3) The probability that a student will pass in Mathematics s 3/5 and the probability that he will pass in English is 1/3. If the probability that he will pass in both Mathematics and English is 1/8, what is the probability that he will pass in at least one subject?

a) 97/120
b) 87/120
c) 53/120
d) 120/297

4) The odds in favor of standing first of three students A, B and C appearing at an examination are 1:2, 2:5 and 1:7 respectively. What is the probability that either of them will stand first (assume that a tie for the first place is not possible.)

a) 168/178
b) 122/168
c) 5/168
d) 125/168

5) A and B are two mutually exclusive and exhaustive events associated with a random experiment. Find P(A) if it is given that P(B) = 3/2 x P(A) and P(C) = 1/2 x P(B).

a) 0.25
b) 0.3
c) 0.1
d) 0.2

6) If P(A) = 1/3, P(B) = 1/2, P(A intersection B) = 1/4 then find P(A' union B').

a) 1/3
b) 2/5
c) 2/3
d) 3/4

Any help would be greatly appreciated!

#### Plato

MHF Helper
We will not simply work them out!
So you have to tell us what you have done.
Where do you have trouble?

• mr fantastic

#### Will

Re question 3

Personally I don't find the fractional probabilites that helpful. Try to think of it like this. The answer has to be between 0 and 1 or whatever the fractional equivilent is.

There are 3 possibilities. Pass 1 exam $$\displaystyle E1$$ pass 2 exams $$\displaystyle E2$$ or fail both $$\displaystyle F2$$ If you add the probabilities of all those together they add up to 1. So to work out the probability of passing one exam subtract the probabilities of passing both and failing both from 1. What remains has to be the probability of passing 1 exam.

$$\displaystyle P(E1) = 1 - P(E2)+(F2)$$

With question 3 you have the probability that they will pass both exams and the probability of passing each individual exam. To work out the probability of failing both subtract the probability of passing each exam from 1 and then multiply the answers together.

*Note i'm a newbie so the probability that this is wrong has to be greater than 0 so I would appreciate help from other forum members to check if this is right.

#### Plato

MHF Helper
Re question 3
There are 3 possibilities.
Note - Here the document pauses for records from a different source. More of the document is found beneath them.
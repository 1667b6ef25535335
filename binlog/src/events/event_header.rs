use nom::number::complete::{le_u16, le_u32, le_u8};
use nom::IResult;
use serde::Serialize;

/// Decoded size of the common event header.
///
/// On the wire each event of the dump stream is preceded by a one byte
/// marker (0x00 for events); the marker is not part of `event_length`.
pub const LOG_EVENT_HEADER_LEN: usize = 19;

/// Common binlog event header.
///
/// ```text
///                      [startPos : Len]
/// +=====================================+
/// | event  | timestamp         0 : 4    |
/// | header +----------------------------+
/// |        | event_type        4 : 1    |
/// |        +----------------------------+
/// |        | server_id         5 : 4    |
/// |        +----------------------------+
/// |        | event_length      9 : 4    |  includes this header
/// |        +----------------------------+
/// |        | next_position    13 : 4    |  offset of the next event
/// |        +----------------------------+
/// |        | flags            17 : 2    |
/// +=====================================+
/// ```
///
/// Little endian throughout; a server_id of 1 travels as 01 00 00 00.
#[derive(Debug, Serialize, PartialEq, Eq, Clone, Default)]
pub struct Header {
    /// Creation time, seconds since the Unix epoch.
    pub timestamp: u32,

    pub event_type: u8,

    /// Originating server, used to keep circular replication from
    /// re-applying events.
    pub server_id: u32,

    /// Event size including the header itself.
    pub event_length: u32,

    /// Byte offset of the next event in the same binlog file. May be 0
    /// on a ROTATE or on synthetic events.
    pub next_position: u32,

    pub flags: u16,
}

impl Header {
    pub fn new(
        timestamp: u32,
        event_type: u8,
        server_id: u32,
        event_length: u32,
        next_position: u32,
        flags: u16,
    ) -> Self {
        Header {
            timestamp,
            event_type,
            server_id,
            event_length,
            next_position,
            flags,
        }
    }

    pub fn parse(input: &[u8]) -> IResult<&[u8], Header> {
        let (i, timestamp) = le_u32(input)?;
        let (i, event_type) = le_u8(i)?;
        let (i, server_id) = le_u32(i)?;
        let (i, event_length) = le_u32(i)?;
        let (i, next_position) = le_u32(i)?;
        let (i, flags) = le_u16(i)?;

        Ok((
            i,
            Header::new(timestamp, event_type, server_id, event_length, next_position, flags),
        ))
    }

    /// Byte-identical re-emission for handlers that serialize events.
    pub fn to_bytes(&self) -> [u8; LOG_EVENT_HEADER_LEN] {
        let mut out = [0u8; LOG_EVENT_HEADER_LEN];
        out[0..4].copy_from_slice(&self.timestamp.to_le_bytes());
        out[4] = self.event_type;
        out[5..9].copy_from_slice(&self.server_id.to_le_bytes());
        out[9..13].copy_from_slice(&self.event_length.to_le_bytes());
        out[13..17].copy_from_slice(&self.next_position.to_le_bytes());
        out[17..19].copy_from_slice(&self.flags.to_le_bytes());
        out
    }

    /// Well-formedness per the stream invariants: the length covers at
    /// least the header and next_position does not point inside the
    /// event (0 is legal on rotate and synthetic events).
    pub fn is_well_formed(&self) -> bool {
        self.event_length as usize >= LOG_EVENT_HEADER_LEN
            && (self.next_position == 0 || self.next_position >= self.event_length)
    }
}

#[cfg(test)]
mod tests {
    use super::*;

    #[test]
    fn parse_and_reemit() {
        let bytes: Vec<u8> = vec![
            0x10, 0x32, 0x54, 0x76, // timestamp
            0x02, // type: query
            0x0a, 0x00, 0x00, 0x00, // server_id = 10
            0x40, 0x00, 0x00, 0x00, // event_length = 64
            0x78, 0x00, 0x00, 0x00, // next_position = 120
            0x01, 0x00, // flags
        ];
        let (rest, header) = Header::parse(&bytes).unwrap();
        assert!(rest.is_empty());
        assert_eq!(header.timestamp, 0x76543210);
        assert_eq!(header.event_type, 2);
        assert_eq!(header.server_id, 10);
        assert_eq!(header.event_length, 64);
        assert_eq!(header.next_position, 120);
        assert_eq!(header.flags, 1);

        assert_eq!(header.to_bytes().to_vec(), bytes);
    }

    #[test]
    fn well_formedness() {
        let mut header = Header::new(0, 4, 1, 44, 0, 0);
        assert!(header.is_well_formed());
        header.next_position = 200;
        assert!(header.is_well_formed());
        header.next_position = 30;
        assert!(!header.is_well_formed());
        header.event_length = 10;
        assert!(!header.is_well_formed());
    }
}
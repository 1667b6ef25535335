use std::io::{Cursor, Read};

use byteorder::{LittleEndian, ReadBytesExt};
use serde::Serialize;

use common::err::{Needed, TbrError, TbrResult};

use crate::events::event_header::Header;
use crate::gtid::{Gtid, MYSQL_GTID_ENCODED_LEN};

/// Global transaction identifier event, one per transaction group.
///
/// Two encodings share this struct:
///
/// * MariaDB (type 162): sequence u64 then domain u32; the server id
///   comes from the event header.
/// * MySQL (type 33): a commit flag byte, the 16 byte SID, then the
///   sequence number; the trailing logical timestamp block is ignored.
#[derive(Debug, Serialize, PartialEq, Eq, Clone)]
pub struct GtidEvent {
    pub header: Header,

    pub gtid: Gtid,

    /// MySQL commit flag; 0 on the MariaDB path.
    pub commit_flag: u8,
}

impl GtidEvent {
    pub fn parse_mariadb(payload: &[u8], header: &Header) -> TbrResult<GtidEvent> {
        let mut cursor = Cursor::new(payload);
        let sequence = cursor.read_u64::<LittleEndian>()?;
        let domain_id = cursor.read_u32::<LittleEndian>()?;

        Ok(GtidEvent {
            header: header.clone(),
            gtid: Gtid::mariadb(domain_id, header.server_id, sequence),
            commit_flag: 0,
        })
    }

    pub fn parse_mysql(payload: &[u8], header: &Header) -> TbrResult<GtidEvent> {
        // flag + sid + sequence
        if payload.len() < 1 + MYSQL_GTID_ENCODED_LEN {
            return Err(TbrError::Incomplete(Needed::NoEnoughData));
        }
        let mut cursor = Cursor::new(payload);
        let commit_flag = cursor.read_u8()?;
        let mut sid = [0u8; 16];
        cursor.read_exact(&mut sid)?;
        let sequence = cursor.read_u64::<LittleEndian>()?;

        Ok(GtidEvent {
            header: header.clone(),
            gtid: Gtid::mysql(sid, sequence),
            commit_flag,
        })
    }
}

#[cfg(test)]
mod tests {
    use super::*;
    use crate::gtid::ServerType;

    #[test]
    fn parse_mariadb_gtid() {
        let mut payload = Vec::new();
        payload.extend_from_slice(&43u64.to_le_bytes());
        payload.extend_from_slice(&0u32.to_le_bytes());
        // MariaDB GTID events also carry a flags byte; it is beyond the
        // fields we read.
        payload.push(0);

        let header = Header::new(0, 162, 10, 19 + 13, 500, 0);
        let event = GtidEvent::parse_mariadb(&payload, &header).unwrap();
        assert_eq!(event.gtid.string(), "0-10-43");
        assert_eq!(event.gtid.server_type(), ServerType::MariaDb);
        assert!(event.gtid.is_real());
    }

    #[test]
    fn parse_mysql_gtid() {
        let sid = [7u8; 16];
        let mut payload = vec![1u8]; // commit flag
        payload.extend_from_slice(&sid);
        payload.extend_from_slice(&1234u64.to_le_bytes());
        payload.push(2); // lt_type, ignored

        let header = Header::new(0, 33, 3, 19 + 26, 700, 0);
        let event = GtidEvent::parse_mysql(&payload, &header).unwrap();
        assert_eq!(event.commit_flag, 1);
        assert_eq!(event.gtid, Gtid::mysql(sid, 1234));
        assert_eq!(event.gtid.server_type(), ServerType::MySql);
        // the 24 byte wire form round-trips
        let encoded = event.gtid.encoded();
        assert_eq!(Gtid::from_mysql_encoded(&encoded).unwrap(), event.gtid);
    }

    #[test]
    fn short_mysql_payload_is_rejected() {
        let header = Header::default();
        assert!(matches!(
            GtidEvent::parse_mysql(&[0u8; 10], &header),
            Err(TbrError::Incomplete(_))
        ));
    }
}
Pass 1 exam $$\displaystyle E1$$ pass 2 exams $$\displaystyle E2$$ or fail both $$\displaystyle F2$$ If you add the probabilities of all those together they add up to 1. So to work out the probability of passing one exam subtract the probabilities of passing both and failing both from 1. What remains has to be the probability of passing 1 exam.
$$\displaystyle P(E1) = 1 - P(E2)+(F2)$$
With question 3 you have the probability that they will pass both exams and the probability of passing each individual exam. To work out the probability of failing both subtract the probability of passing each exam from 1 and then multiply the answers together.
*Note i'm a newbie so the probability that this is wrong has to be greater than 0 so I would appreciate help from other forum members to check if this is right.
This is totally off the mark.

#### MrGray

We will not simply work them out!
So you have to tell us what you have done.
Where do you have trouble?
Apologies,

1) I tried to solve this by finding the probability in the following cases,

1 2 3
W L L
L W L
L L W

The manifest flaw is of course that I have not taken into consideration the other 15 horses - which I can't find a way to.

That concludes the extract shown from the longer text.